##### Information shown #####

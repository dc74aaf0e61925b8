//! Transport primitives for Graph API calls.
//!
//! [`ApiRequest`] and [`ApiResponse`] are immutable values built once per call and handed by
//! value to the classifier and backoff logic. [`ApiTransport`] is the crate's only dependency on
//! an HTTP stack; the reqwest-backed [`ReqwestTransport`] ships behind the `reqwest` feature.

// self
use crate::{_prelude::*, auth::TokenSecret};
#[cfg(feature = "reqwest")]
use crate::{
	config::ClientConfig,
	error::{ConfigError, TransportError},
};

const REDACTED_QUERY_KEYS: &[&str] = &["access_token", "client_secret", "fb_exchange_token"];

/// Boxed future returned by [`ApiTransport::send`].
pub type TransportFuture<'a> = Pin<Box<dyn Future<Output = Result<ApiResponse>> + 'a + Send>>;

/// Abstraction over HTTP transports able to execute Graph API requests.
///
/// Implementations resolve `request.path` against their versioned base URL, attach
/// `Authorization: Bearer <token>` when `bearer` is set, and return every HTTP response
/// (including error statuses) as an [`ApiResponse`]. Only failures that produced no response
/// at all (DNS, TLS, timeout) surface as errors.
pub trait ApiTransport
where
	Self: 'static + Send + Sync,
{
	/// Sends `request` and captures the full response.
	fn send<'a>(
		&'a self,
		request: &'a ApiRequest,
		bearer: Option<&'a TokenSecret>,
	) -> TransportFuture<'a>;
}

/// HTTP verbs used against the Graph API.
#[derive(Clone, Copy, Debug, Default, PartialEq, Eq, Hash, Serialize, Deserialize)]
#[serde(rename_all = "UPPERCASE")]
pub enum Method {
	#[default]
	/// Read requests.
	Get,
	/// Write requests.
	Post,
}
impl Method {
	/// Returns the verb as sent on the wire.
	pub const fn as_str(self) -> &'static str {
		match self {
			Self::Get => "GET",
			Self::Post => "POST",
		}
	}
}
impl Display for Method {
	fn fmt(&self, f: &mut Formatter) -> FmtResult {
		f.write_str(self.as_str())
	}
}

/// Descriptor of an outbound call, relative to the versioned API root.
#[derive(Clone, PartialEq, Eq, Serialize, Deserialize)]
pub struct ApiRequest {
	/// HTTP verb.
	pub method: Method,
	/// Path relative to the versioned root, e.g. `act_123/campaigns`.
	pub path: String,
	/// Ordered query parameters.
	pub query: Vec<(String, String)>,
}
impl ApiRequest {
	/// Creates a request with the provided verb and path.
	pub fn new(method: Method, path: impl Into<String>) -> Self {
		let path = path.into();

		Self { method, path: path.trim_start_matches('/').to_owned(), query: Vec::new() }
	}

	/// Convenience constructor for `GET` requests.
	pub fn get(path: impl Into<String>) -> Self {
		Self::new(Method::Get, path)
	}

	/// Sets a query parameter, replacing any previous value for the key.
	pub fn with_query(mut self, key: impl Into<String>, value: impl Into<String>) -> Self {
		self.set_query(key, value);

		self
	}

	/// Sets a query parameter in place, replacing any previous value for the key.
	pub fn set_query(&mut self, key: impl Into<String>, value: impl Into<String>) {
		let key = key.into();
		let value = value.into();

		match self.query.iter_mut().find(|(k, _)| *k == key) {
			Some(slot) => slot.1 = value,
			None => self.query.push((key, value)),
		}
	}

	/// Removes a query parameter.
	pub fn remove_query(&mut self, key: &str) {
		self.query.retain(|(k, _)| k != key);
	}

	/// Returns the value of a query parameter.
	pub fn query_value(&self, key: &str) -> Option<&str> {
		self.query.iter().find(|(k, _)| k == key).map(|(_, v)| v.as_str())
	}
}
impl Debug for ApiRequest {
	fn fmt(&self, f: &mut Formatter) -> FmtResult {
		let query = self
			.query
			.iter()
			.map(|(k, v)| {
				let shown =
					if REDACTED_QUERY_KEYS.contains(&k.as_str()) { "<redacted>" } else { v.as_str() };

				(k.as_str(), shown)
			})
			.collect::<Vec<_>>();

		f.debug_struct("ApiRequest")
			.field("method", &self.method)
			.field("path", &self.path)
			.field("query", &query)
			.finish()
	}
}

/// Ordered response headers with case-insensitive lookup.
#[derive(Clone, Debug, Default, PartialEq, Eq, Serialize, Deserialize)]
pub struct ResponseHeaders(Vec<(String, String)>);
impl ResponseHeaders {
	/// Returns the first value stored under `name`, ignoring ASCII case.
	pub fn get(&self, name: &str) -> Option<&str> {
		self.0.iter().find(|(k, _)| k.eq_ignore_ascii_case(name)).map(|(_, v)| v.as_str())
	}

	/// Appends a header, keeping arrival order.
	pub fn push(&mut self, name: impl Into<String>, value: impl Into<String>) {
		self.0.push((name.into(), value.into()));
	}

	/// Iterates over headers in arrival order.
	pub fn iter(&self) -> impl Iterator<Item = (&str, &str)> {
		self.0.iter().map(|(k, v)| (k.as_str(), v.as_str()))
	}
}
impl<K, V> FromIterator<(K, V)> for ResponseHeaders
where
	K: Into<String>,
	V: Into<String>,
{
	fn from_iter<I: IntoIterator<Item = (K, V)>>(iter: I) -> Self {
		Self(iter.into_iter().map(|(k, v)| (k.into(), v.into())).collect())
	}
}

/// Immutable snapshot of a Graph API response.
#[derive(Clone, Debug, PartialEq, Eq, Serialize, Deserialize)]
pub struct ApiResponse {
	/// HTTP status code.
	pub status: u16,
	/// Parsed JSON body; `Null` when the body is empty or not JSON.
	pub body: JsonValue,
	/// Response headers in arrival order.
	pub headers: ResponseHeaders,
}
impl ApiResponse {
	/// Creates a response from already-parsed parts.
	pub fn new(status: u16, body: JsonValue, headers: ResponseHeaders) -> Self {
		Self { status, body, headers }
	}

	/// Creates a response from raw body bytes.
	pub fn from_bytes(status: u16, headers: ResponseHeaders, bytes: &[u8]) -> Self {
		let body = if bytes.is_empty() {
			JsonValue::Null
		} else {
			serde_json::from_slice(bytes).unwrap_or(JsonValue::Null)
		};

		Self { status, body, headers }
	}

	/// Returns `true` for 2xx statuses.
	pub fn is_success(&self) -> bool {
		(200..300).contains(&self.status)
	}

	/// Platform error code, read from `error.code` or a top-level `code`.
	///
	/// Numeric strings are accepted; anything else is treated as absent.
	pub fn error_code(&self) -> Option<i64> {
		let raw = self.body.pointer("/error/code").or_else(|| self.body.get("code"))?;

		match raw {
			JsonValue::Number(n) => n.as_i64(),
			JsonValue::String(s) => s.trim().parse().ok(),
			_ => None,
		}
	}

	/// Platform error message, read from `error.message` or a top-level `message`.
	pub fn error_message(&self) -> Option<&str> {
		self.body
			.pointer("/error/message")
			.or_else(|| self.body.get("message"))
			.and_then(JsonValue::as_str)
	}
}

/// Reqwest-backed [`ApiTransport`] bound to a versioned Graph API root.
#[cfg(feature = "reqwest")]
#[derive(Clone, Debug)]
pub struct ReqwestTransport {
	client: ReqwestClient,
	root: Url,
}
#[cfg(feature = "reqwest")]
impl ReqwestTransport {
	/// Builds a transport with the configured timeout.
	pub fn new(config: &ClientConfig) -> Result<Self> {
		let client = ReqwestClient::builder()
			.timeout(config.timeout.unsigned_abs())
			.build()
			.map_err(ConfigError::from)?;

		Self::with_client(config, client)
	}

	/// Wraps an existing reqwest client. The caller owns its timeout configuration.
	pub fn with_client(config: &ClientConfig, client: ReqwestClient) -> Result<Self> {
		Ok(Self { client, root: config.versioned_root()? })
	}

	fn endpoint(&self, request: &ApiRequest) -> Result<Url> {
		let mut url = self
			.root
			.join(&request.path)
			.map_err(|source| ConfigError::InvalidUrl { source })?;

		if !request.query.is_empty() {
			url.query_pairs_mut().extend_pairs(request.query.iter());
		}

		Ok(url)
	}
}
#[cfg(feature = "reqwest")]
impl ApiTransport for ReqwestTransport {
	fn send<'a>(
		&'a self,
		request: &'a ApiRequest,
		bearer: Option<&'a TokenSecret>,
	) -> TransportFuture<'a> {
		Box::pin(async move {
			let url = self.endpoint(request)?;
			let method = match request.method {
				Method::Get => reqwest::Method::GET,
				Method::Post => reqwest::Method::POST,
			};
			let mut builder = self.client.request(method, url);

			if let Some(token) = bearer {
				builder = builder.header(reqwest::header::AUTHORIZATION, token.bearer());
			}

			let response = builder.send().await.map_err(TransportError::from)?;
			let status = response.status().as_u16();
			let headers = response
				.headers()
				.iter()
				.filter_map(|(name, value)| {
					value.to_str().ok().map(|value| (name.as_str().to_owned(), value.to_owned()))
				})
				.collect::<ResponseHeaders>();
			let bytes = response.bytes().await.map_err(TransportError::from)?;

			Ok(ApiResponse::from_bytes(status, headers, &bytes))
		})
	}
}
//! "Already synced" window kept in an explicit TTL store.
//!
//! The scheduler consults a [`DedupStore`] before admitting a job and marks the job's key
//! once the job completes, so the same collection is not mirrored twice inside the window.

// self
use crate::{
	_prelude::*,
	clock::{self, Clock, SystemClock},
	job::{JobQueue, SyncJob},
	obs,
	store::StoreError,
};

/// Boxed future returned by [`DedupStore`] operations.
pub type DedupFuture<'a, T> = Pin<Box<dyn Future<Output = Result<T, StoreError>> + 'a + Send>>;

/// TTL key-value store backing the dedup window.
pub trait DedupStore
where
	Self: Send + Sync,
{
	/// Returns `true` while `key` is inside its TTL.
	fn is_fresh<'a>(&'a self, key: &'a str) -> DedupFuture<'a, bool>;

	/// Marks `key` as fresh for `ttl`, replacing any previous mark.
	fn mark<'a>(&'a self, key: &'a str, ttl: Duration) -> DedupFuture<'a, ()>;
}

/// In-process [`DedupStore`] driven by an injectable clock.
#[derive(Clone)]
pub struct MemoryDedup {
	clock: Arc<dyn Clock>,
	entries: Arc<Mutex<HashMap<String, OffsetDateTime>>>,
}
impl MemoryDedup {
	/// Creates an empty store backed by the system clock.
	pub fn new() -> Self {
		Self::with_clock(Arc::new(SystemClock))
	}

	/// Creates an empty store backed by `clock`.
	pub fn with_clock(clock: Arc<dyn Clock>) -> Self {
		Self { clock, entries: Default::default() }
	}
}
impl Default for MemoryDedup {
	fn default() -> Self {
		Self::new()
	}
}
impl Debug for MemoryDedup {
	fn fmt(&self, f: &mut Formatter) -> FmtResult {
		f.debug_struct("MemoryDedup").field("entries", &self.entries.lock().len()).finish()
	}
}
impl DedupStore for MemoryDedup {
	fn is_fresh<'a>(&'a self, key: &'a str) -> DedupFuture<'a, bool> {
		let now = self.clock.now();
		let mut entries = self.entries.lock();

		entries.retain(|_, expires_at| *expires_at > now);

		let fresh = entries.contains_key(key);

		Box::pin(async move { Ok(fresh) })
	}

	fn mark<'a>(&'a self, key: &'a str, ttl: Duration) -> DedupFuture<'a, ()> {
		let expires_at = clock::saturating_add(self.clock.now(), ttl);

		self.entries.lock().insert(key.to_owned(), expires_at);

		Box::pin(async { Ok(()) })
	}
}

/// Admission layer that drops jobs synced within the dedup window.
pub struct SyncScheduler {
	queue: Arc<dyn JobQueue>,
	dedup: Arc<dyn DedupStore>,
	window: Duration,
}
impl SyncScheduler {
	/// Creates a scheduler that enqueues into `queue` and remembers completions for `window`.
	pub fn new(queue: Arc<dyn JobQueue>, dedup: Arc<dyn DedupStore>, window: Duration) -> Self {
		Self { queue, dedup, window }
	}

	/// Dedup window applied by [`SyncScheduler::complete`].
	pub fn window(&self) -> Duration {
		self.window
	}

	/// Enqueues `job` for immediate execution unless it was synced within the window.
	///
	/// Returns `false` when the job was skipped.
	pub async fn schedule(&self, job: SyncJob) -> Result<bool> {
		let key = job.dedup_key();

		if self.dedup.is_fresh(&key).await? {
			obs::log_dedup_skip(&key);

			return Ok(false);
		}

		self.queue.enqueue(job, Duration::ZERO).await?;

		Ok(true)
	}

	/// Records that `job` finished successfully.
	pub async fn complete(&self, job: &SyncJob) -> Result<()> {
		if !self.window.is_positive() {
			return Ok(());
		}

		let key = job.dedup_key();

		self.dedup.mark(&key, self.window).await?;

		Ok(())
	}
}
impl Debug for SyncScheduler {
	fn fmt(&self, f: &mut Formatter) -> FmtResult {
		f.debug_struct("SyncScheduler").field("window", &self.window).finish()
	}
}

#####

### Task objective
Exactly as written, repeat each line from the beginning of the data above to the line containing "produced no response", inclusive.

### Task output
repository dc74aaf0e61925b8
//! Transport primitives for Graph API calls.
//!
//! [`ApiRequest`] and [`ApiResponse`] are immutable values built once per call and handed by
//! value to the classifier and backoff logic. [`ApiTransport`] is the crate's only dependency on
//! an HTTP stack; the reqwest-backed [`ReqwestTransport`] ships behind the `reqwest` feature.

// self
use crate::{_prelude::*, auth::TokenSecret};
#[cfg(feature = "reqwest")]
use crate::{
	config::ClientConfig,
	error::{ConfigError, TransportError},
};

const REDACTED_QUERY_KEYS: &[&str] = &["access_token", "client_secret", "fb_exchange_token"];

/// Boxed future returned by [`ApiTransport::send`].
pub type TransportFuture<'a> = Pin<Box<dyn Future<Output = Result<ApiResponse>> + 'a + Send>>;

/// Abstraction over HTTP transports able to execute Graph API requests.
///
/// Implementations resolve `request.path` against their versioned base URL, attach
/// `Authorization: Bearer <token>` when `bearer` is set, and return every HTTP response
/// (including error statuses) as an [`ApiResponse`]. Only failures that produced no response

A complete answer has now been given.